ASSIGNMENT
The line containing "pub(crate) use range_filters::*;" marks the end: write out exactly every line from the first line of the data below through that line, and only those.

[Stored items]
=== Begin Enclosure ===

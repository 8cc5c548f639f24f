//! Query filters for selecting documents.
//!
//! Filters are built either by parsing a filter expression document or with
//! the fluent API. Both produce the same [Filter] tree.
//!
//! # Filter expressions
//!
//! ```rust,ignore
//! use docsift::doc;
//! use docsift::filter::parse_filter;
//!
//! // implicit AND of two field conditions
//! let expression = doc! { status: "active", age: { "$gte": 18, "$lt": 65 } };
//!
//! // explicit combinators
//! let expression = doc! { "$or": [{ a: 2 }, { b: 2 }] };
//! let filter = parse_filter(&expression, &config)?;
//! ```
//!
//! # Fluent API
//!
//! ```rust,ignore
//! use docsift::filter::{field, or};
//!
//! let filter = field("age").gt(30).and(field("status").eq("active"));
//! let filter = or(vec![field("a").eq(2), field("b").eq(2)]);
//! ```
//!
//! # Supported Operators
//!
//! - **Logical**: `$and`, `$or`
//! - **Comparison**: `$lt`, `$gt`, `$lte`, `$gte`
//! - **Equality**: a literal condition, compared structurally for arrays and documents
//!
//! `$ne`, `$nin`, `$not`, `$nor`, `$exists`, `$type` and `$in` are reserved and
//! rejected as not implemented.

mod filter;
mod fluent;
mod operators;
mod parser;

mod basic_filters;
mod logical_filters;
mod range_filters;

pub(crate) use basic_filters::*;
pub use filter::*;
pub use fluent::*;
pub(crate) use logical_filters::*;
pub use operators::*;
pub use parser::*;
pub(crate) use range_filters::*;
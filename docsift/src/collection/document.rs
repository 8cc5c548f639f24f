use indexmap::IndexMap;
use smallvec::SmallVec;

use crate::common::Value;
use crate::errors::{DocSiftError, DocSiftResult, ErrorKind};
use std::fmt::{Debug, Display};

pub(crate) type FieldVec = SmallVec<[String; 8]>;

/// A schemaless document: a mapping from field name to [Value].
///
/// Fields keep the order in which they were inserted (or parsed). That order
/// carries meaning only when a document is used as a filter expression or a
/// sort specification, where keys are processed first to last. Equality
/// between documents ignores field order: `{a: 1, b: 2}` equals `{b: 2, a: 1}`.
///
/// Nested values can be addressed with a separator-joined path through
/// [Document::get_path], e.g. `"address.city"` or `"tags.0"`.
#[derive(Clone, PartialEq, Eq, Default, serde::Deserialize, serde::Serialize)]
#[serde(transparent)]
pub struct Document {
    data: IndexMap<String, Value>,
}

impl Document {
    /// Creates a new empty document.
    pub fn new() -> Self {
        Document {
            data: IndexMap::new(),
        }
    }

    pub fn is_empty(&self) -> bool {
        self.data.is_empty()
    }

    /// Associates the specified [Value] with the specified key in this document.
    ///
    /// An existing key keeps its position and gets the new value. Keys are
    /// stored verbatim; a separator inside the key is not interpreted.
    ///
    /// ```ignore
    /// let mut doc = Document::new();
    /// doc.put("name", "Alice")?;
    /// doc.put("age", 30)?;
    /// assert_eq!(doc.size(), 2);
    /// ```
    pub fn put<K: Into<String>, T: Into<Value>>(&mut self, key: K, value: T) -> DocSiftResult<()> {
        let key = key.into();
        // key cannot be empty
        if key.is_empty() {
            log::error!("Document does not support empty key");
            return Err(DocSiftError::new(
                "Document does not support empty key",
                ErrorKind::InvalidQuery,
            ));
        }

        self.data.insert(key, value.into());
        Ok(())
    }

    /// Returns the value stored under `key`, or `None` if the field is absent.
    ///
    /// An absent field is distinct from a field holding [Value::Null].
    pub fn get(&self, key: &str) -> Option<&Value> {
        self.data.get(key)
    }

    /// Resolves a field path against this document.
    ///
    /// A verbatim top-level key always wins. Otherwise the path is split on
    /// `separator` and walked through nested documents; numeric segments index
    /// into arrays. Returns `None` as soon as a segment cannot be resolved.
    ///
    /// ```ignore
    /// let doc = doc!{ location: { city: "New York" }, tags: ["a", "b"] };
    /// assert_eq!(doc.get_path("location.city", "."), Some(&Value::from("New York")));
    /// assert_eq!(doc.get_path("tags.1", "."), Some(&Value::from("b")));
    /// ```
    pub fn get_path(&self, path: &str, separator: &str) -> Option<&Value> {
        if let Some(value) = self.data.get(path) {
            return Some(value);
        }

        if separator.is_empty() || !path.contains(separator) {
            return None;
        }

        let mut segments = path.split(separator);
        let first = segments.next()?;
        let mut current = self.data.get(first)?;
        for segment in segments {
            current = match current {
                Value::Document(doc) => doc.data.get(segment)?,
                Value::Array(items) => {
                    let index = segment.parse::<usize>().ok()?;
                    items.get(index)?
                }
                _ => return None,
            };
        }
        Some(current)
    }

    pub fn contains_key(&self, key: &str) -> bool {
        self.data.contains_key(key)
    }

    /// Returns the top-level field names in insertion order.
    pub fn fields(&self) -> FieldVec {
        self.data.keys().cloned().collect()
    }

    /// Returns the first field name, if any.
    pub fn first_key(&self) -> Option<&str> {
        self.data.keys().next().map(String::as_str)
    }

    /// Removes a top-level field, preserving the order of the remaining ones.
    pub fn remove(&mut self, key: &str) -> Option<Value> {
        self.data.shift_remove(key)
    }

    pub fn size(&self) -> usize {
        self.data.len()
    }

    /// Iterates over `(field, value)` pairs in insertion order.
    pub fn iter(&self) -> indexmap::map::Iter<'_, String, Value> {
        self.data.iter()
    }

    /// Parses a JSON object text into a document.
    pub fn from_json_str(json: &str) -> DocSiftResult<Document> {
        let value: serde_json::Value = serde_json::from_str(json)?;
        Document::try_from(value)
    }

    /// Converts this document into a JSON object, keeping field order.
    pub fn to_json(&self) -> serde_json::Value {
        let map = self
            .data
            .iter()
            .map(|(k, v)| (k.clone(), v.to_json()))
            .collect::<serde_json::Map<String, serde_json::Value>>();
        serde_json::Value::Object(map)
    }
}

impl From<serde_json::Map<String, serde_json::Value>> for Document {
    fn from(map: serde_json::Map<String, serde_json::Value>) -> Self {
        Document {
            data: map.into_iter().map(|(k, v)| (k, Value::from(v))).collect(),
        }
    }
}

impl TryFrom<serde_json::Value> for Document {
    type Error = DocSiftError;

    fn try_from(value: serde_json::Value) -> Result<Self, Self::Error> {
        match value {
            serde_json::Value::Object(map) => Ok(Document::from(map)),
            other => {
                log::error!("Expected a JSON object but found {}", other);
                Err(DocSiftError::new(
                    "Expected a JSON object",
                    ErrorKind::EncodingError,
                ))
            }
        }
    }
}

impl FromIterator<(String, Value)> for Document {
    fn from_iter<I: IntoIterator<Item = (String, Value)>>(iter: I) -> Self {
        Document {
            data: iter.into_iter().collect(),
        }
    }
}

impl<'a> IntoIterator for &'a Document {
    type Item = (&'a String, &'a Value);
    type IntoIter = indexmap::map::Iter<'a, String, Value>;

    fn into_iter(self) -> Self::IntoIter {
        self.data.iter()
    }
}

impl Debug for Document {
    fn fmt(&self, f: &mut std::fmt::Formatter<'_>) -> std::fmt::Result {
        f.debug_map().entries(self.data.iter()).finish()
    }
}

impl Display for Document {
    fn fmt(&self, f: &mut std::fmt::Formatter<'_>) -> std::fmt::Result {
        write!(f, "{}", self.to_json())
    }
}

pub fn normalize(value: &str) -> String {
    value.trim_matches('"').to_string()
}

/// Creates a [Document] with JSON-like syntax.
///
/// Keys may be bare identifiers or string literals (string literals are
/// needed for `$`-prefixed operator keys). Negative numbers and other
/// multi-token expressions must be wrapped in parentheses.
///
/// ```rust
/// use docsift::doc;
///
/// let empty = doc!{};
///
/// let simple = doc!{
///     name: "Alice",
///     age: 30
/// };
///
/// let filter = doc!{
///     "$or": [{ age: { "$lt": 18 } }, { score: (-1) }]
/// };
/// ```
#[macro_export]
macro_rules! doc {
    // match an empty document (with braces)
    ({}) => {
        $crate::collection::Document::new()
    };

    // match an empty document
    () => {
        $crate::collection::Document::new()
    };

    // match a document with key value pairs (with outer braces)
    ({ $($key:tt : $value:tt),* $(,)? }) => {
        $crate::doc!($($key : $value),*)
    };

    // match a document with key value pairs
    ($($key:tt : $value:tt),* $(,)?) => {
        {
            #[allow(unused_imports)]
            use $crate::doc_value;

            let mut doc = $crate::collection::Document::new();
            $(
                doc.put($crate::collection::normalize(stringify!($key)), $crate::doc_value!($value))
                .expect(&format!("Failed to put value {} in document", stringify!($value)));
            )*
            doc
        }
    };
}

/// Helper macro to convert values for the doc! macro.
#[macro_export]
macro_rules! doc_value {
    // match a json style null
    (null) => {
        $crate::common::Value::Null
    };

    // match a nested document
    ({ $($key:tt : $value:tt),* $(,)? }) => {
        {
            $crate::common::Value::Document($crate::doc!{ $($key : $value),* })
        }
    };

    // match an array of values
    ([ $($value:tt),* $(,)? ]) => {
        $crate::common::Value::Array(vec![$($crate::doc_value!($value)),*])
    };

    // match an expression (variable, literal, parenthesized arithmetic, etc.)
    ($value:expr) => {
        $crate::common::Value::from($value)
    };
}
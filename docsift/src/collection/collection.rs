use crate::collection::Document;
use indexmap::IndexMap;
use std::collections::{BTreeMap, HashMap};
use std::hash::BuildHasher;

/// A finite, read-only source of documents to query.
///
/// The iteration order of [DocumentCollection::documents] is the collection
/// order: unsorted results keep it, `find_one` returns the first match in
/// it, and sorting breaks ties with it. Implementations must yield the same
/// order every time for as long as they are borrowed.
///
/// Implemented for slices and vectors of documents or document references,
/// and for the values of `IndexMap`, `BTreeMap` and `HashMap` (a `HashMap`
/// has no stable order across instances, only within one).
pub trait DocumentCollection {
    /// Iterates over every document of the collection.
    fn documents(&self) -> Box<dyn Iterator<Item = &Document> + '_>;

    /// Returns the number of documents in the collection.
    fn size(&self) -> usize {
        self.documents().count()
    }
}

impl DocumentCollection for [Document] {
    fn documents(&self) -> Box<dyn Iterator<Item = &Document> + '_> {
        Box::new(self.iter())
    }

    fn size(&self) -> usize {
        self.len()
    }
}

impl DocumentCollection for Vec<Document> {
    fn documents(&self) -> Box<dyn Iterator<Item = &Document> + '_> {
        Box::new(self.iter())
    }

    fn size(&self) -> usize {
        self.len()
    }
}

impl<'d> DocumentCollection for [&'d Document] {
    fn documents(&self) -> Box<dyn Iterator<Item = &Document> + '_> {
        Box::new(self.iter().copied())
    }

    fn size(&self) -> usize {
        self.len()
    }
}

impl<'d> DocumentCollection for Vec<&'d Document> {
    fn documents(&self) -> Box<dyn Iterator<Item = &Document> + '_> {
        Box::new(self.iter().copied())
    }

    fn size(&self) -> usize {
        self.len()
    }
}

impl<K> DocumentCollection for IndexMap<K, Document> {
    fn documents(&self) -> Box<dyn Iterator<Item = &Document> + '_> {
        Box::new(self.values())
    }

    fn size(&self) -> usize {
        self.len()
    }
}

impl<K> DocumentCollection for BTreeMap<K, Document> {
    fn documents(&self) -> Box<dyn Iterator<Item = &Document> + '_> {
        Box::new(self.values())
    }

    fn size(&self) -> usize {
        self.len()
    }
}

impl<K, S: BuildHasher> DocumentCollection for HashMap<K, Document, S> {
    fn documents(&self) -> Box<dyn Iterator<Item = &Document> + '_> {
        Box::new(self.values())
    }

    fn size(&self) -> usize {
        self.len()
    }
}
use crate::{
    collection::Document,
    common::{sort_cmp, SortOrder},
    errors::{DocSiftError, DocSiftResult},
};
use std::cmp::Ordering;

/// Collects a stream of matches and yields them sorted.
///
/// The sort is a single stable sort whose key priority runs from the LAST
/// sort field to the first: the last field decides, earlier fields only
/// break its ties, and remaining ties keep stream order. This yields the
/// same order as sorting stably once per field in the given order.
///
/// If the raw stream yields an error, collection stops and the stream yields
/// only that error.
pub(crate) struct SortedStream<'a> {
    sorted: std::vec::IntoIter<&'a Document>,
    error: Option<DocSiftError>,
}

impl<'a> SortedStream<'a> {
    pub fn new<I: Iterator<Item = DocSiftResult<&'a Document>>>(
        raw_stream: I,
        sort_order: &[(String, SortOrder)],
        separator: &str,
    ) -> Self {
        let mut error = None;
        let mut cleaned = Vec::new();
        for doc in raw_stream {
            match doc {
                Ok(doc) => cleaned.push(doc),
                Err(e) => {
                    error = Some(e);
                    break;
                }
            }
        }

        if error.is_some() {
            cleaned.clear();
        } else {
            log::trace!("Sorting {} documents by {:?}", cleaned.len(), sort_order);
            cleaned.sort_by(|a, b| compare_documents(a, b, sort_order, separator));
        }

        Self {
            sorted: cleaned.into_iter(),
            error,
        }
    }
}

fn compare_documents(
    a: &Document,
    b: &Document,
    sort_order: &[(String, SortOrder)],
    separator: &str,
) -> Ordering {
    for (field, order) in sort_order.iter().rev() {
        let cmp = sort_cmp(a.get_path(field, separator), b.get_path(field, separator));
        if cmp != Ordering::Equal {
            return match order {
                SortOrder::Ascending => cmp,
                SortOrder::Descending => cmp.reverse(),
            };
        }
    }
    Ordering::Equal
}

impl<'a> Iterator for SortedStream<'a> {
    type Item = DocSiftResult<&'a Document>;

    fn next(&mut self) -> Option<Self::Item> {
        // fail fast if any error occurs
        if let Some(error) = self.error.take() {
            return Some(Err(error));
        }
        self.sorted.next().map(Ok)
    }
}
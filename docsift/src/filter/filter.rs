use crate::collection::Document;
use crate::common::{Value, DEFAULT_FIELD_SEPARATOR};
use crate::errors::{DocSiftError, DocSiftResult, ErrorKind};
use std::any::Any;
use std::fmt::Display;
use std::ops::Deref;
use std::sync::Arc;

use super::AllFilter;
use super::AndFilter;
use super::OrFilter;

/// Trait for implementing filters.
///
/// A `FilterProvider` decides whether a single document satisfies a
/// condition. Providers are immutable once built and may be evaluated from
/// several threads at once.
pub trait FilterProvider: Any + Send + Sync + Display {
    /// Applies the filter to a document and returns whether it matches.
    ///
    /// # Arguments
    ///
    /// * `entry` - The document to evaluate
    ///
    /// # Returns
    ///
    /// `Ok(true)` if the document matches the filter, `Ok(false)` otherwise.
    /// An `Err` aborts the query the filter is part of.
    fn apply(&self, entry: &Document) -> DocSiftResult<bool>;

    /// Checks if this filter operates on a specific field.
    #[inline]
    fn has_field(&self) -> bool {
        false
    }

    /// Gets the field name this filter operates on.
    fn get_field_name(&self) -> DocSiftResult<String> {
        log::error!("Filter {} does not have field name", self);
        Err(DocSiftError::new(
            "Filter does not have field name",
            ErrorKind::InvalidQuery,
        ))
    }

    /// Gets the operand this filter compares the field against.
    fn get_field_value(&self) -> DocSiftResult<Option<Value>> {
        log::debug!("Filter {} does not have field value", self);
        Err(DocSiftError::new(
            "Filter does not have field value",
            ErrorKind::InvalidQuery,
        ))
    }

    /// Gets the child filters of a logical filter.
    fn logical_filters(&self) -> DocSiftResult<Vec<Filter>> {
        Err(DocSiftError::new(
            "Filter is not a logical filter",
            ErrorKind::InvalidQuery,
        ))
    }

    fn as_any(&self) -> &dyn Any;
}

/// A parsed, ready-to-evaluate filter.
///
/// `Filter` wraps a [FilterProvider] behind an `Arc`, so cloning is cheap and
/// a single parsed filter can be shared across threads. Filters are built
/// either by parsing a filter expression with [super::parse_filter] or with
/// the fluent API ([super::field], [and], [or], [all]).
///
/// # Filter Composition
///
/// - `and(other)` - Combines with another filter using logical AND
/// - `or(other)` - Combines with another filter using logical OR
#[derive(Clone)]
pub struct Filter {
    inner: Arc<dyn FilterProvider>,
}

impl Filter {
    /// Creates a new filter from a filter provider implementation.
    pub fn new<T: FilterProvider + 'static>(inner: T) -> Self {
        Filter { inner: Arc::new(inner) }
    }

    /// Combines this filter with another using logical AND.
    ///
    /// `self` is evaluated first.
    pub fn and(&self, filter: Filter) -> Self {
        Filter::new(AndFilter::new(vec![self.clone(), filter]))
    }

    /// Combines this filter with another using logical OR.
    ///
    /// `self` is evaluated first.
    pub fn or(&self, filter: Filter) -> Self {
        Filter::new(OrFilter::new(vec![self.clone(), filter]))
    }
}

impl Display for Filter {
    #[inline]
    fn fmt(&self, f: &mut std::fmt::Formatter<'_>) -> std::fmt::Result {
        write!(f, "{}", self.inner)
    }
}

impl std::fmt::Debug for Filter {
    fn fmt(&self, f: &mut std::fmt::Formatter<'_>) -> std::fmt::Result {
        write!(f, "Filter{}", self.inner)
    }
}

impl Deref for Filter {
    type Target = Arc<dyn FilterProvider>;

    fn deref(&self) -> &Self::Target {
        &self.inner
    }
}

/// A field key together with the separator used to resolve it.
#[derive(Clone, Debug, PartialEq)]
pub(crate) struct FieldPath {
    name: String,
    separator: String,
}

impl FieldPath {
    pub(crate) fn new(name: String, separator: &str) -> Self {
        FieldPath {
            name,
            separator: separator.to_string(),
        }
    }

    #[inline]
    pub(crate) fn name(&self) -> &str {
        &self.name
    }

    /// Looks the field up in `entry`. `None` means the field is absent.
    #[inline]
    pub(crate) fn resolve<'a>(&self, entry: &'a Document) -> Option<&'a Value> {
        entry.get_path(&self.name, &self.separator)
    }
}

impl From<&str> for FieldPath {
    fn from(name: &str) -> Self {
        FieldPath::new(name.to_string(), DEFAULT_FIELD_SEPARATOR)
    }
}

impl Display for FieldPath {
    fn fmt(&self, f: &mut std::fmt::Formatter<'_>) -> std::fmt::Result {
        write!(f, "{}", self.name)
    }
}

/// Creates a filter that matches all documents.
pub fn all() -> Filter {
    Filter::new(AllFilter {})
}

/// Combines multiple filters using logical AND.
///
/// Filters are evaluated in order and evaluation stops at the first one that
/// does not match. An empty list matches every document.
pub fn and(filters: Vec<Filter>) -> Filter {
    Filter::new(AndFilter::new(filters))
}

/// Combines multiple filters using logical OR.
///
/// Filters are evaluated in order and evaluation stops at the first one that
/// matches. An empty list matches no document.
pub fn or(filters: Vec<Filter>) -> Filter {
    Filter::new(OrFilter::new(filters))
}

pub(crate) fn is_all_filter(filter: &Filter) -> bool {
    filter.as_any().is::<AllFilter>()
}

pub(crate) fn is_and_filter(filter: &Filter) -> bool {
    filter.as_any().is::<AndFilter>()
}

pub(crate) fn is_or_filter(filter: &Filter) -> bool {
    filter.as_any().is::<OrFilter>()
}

=== End Enclosure ===

RESPONSE AREA
repository 8cc5c548f639f24f
//! Query filters for selecting documents.
//!
//! Filters are built either by parsing a filter expression document or with
//! the fluent API. Both produce the same [Filter] tree.
//!
//! # Filter expressions
//!
//! ```rust,ignore
//! use docsift::doc;
//! use docsift::filter::parse_filter;
//!
//! // implicit AND of two field conditions
//! let expression = doc! { status: "active", age: { "$gte": 18, "$lt": 65 } };
//!
//! // explicit combinators
//! let expression = doc! { "$or": [{ a: 2 }, { b: 2 }] };
//! let filter = parse_filter(&expression, &config)?;
//! ```
//!
//! # Fluent API
//!
//! ```rust,ignore
//! use docsift::filter::{field, or};
//!
//! let filter = field("age").gt(30).and(field("status").eq("active"));
//! let filter = or(vec![field("a").eq(2), field("b").eq(2)]);
//! ```
//!
//! # Supported Operators
//!
//! - **Logical**: `$and`, `$or`
//! - **Comparison**: `$lt`, `$gt`, `$lte`, `$gte`
//! - **Equality**: a literal condition, compared structurally for arrays and documents
//!
//! `$ne`, `$nin`, `$not`, `$nor`, `$exists`, `$type` and `$in` are reserved and
//! rejected as not implemented.

mod filter;
mod fluent;
mod operators;
mod parser;

mod basic_filters;
mod logical_filters;
mod range_filters;

pub(crate) use basic_filters::*;
pub use filter::*;
pub use fluent::*;
pub(crate) use logical_filters::*;
pub use operators::*;
pub use parser::*;
pub(crate) use range_filters::*;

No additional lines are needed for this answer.